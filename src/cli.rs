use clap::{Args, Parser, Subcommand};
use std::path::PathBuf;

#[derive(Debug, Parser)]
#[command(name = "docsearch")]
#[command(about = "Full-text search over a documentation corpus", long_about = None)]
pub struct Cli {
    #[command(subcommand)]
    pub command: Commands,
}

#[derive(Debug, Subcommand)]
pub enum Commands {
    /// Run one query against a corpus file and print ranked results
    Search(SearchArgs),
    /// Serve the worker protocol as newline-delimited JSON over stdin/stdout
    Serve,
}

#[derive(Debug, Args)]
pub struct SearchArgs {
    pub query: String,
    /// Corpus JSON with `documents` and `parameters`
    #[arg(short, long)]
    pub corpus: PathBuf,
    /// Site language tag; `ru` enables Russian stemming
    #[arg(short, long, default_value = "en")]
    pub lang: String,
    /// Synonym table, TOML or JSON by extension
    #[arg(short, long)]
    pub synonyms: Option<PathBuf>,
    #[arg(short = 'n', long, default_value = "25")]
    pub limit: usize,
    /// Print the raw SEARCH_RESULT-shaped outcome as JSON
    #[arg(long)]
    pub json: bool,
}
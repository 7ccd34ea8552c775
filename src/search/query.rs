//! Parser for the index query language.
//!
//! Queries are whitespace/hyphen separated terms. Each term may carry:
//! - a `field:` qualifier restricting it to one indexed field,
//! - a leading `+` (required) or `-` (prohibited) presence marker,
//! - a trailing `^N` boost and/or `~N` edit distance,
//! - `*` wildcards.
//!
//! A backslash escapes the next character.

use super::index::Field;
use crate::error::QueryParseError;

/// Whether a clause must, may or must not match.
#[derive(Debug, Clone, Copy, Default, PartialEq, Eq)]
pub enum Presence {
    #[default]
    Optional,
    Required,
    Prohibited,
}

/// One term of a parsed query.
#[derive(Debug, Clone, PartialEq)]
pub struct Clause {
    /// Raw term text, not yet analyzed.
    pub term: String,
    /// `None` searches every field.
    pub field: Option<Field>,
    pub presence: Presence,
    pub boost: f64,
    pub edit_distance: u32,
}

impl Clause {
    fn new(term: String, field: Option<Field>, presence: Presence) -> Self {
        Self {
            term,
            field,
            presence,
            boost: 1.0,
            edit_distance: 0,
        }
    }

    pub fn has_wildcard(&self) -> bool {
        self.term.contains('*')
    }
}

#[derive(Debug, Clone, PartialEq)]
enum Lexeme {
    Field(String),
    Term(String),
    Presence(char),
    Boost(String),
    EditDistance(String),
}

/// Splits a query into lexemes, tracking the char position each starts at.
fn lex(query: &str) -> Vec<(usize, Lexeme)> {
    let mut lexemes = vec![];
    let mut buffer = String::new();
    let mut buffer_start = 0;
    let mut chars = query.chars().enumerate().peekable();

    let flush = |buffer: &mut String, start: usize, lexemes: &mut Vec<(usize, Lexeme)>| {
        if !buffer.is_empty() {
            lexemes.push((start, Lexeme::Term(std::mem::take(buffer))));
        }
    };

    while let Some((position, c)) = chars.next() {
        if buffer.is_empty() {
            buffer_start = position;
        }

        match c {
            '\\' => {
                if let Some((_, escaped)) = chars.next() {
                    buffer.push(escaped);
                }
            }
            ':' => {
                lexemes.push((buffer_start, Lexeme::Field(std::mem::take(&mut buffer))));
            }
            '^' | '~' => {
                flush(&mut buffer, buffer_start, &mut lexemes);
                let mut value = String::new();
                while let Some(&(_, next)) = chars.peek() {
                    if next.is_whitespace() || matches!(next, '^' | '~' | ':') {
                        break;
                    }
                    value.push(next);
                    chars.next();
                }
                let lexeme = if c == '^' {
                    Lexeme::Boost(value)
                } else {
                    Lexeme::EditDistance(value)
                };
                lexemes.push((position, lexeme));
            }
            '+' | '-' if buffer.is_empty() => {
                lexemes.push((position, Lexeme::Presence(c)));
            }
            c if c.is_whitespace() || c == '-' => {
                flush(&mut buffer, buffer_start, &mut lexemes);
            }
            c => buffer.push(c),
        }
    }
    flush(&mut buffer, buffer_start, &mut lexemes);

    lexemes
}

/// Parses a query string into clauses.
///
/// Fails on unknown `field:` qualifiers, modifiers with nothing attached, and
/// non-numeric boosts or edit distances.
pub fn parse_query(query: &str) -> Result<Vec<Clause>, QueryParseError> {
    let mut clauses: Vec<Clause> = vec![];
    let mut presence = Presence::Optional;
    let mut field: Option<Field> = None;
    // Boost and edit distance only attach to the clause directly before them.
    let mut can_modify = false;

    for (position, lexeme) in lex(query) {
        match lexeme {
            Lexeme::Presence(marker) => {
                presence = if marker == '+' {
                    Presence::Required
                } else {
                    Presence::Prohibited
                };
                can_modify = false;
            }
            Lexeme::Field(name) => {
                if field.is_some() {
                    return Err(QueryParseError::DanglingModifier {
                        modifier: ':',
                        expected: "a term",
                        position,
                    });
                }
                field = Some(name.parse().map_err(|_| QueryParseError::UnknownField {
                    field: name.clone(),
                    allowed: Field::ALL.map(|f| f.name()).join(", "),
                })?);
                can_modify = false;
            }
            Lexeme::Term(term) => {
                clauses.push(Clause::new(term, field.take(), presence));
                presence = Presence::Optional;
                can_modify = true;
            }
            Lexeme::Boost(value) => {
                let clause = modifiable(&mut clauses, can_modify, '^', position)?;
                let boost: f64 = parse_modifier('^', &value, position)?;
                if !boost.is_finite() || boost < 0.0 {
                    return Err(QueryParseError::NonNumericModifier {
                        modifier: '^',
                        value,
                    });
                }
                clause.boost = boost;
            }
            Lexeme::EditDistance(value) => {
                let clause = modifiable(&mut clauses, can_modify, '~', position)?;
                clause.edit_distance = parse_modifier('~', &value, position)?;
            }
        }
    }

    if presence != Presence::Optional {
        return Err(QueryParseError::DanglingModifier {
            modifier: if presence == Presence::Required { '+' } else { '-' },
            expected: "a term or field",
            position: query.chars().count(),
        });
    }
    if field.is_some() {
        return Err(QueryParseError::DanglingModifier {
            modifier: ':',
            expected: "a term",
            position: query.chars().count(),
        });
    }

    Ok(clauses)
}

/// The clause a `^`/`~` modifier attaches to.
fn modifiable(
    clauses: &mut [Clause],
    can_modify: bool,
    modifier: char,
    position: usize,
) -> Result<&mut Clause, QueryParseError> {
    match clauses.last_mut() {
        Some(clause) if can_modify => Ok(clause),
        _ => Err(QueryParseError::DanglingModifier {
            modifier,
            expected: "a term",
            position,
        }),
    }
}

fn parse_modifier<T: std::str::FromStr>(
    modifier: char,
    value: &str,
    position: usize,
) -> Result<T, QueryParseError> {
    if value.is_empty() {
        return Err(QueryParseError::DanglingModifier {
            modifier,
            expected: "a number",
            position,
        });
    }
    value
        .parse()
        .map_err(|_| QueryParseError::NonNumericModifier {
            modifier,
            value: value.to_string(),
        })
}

____

Problem details. Scan the material above for the string "PathBuf" and copy every line that has it.

Output of the exercise.
use std::path::PathBuf;
    pub corpus: PathBuf,
    pub synonyms: Option<PathBuf>,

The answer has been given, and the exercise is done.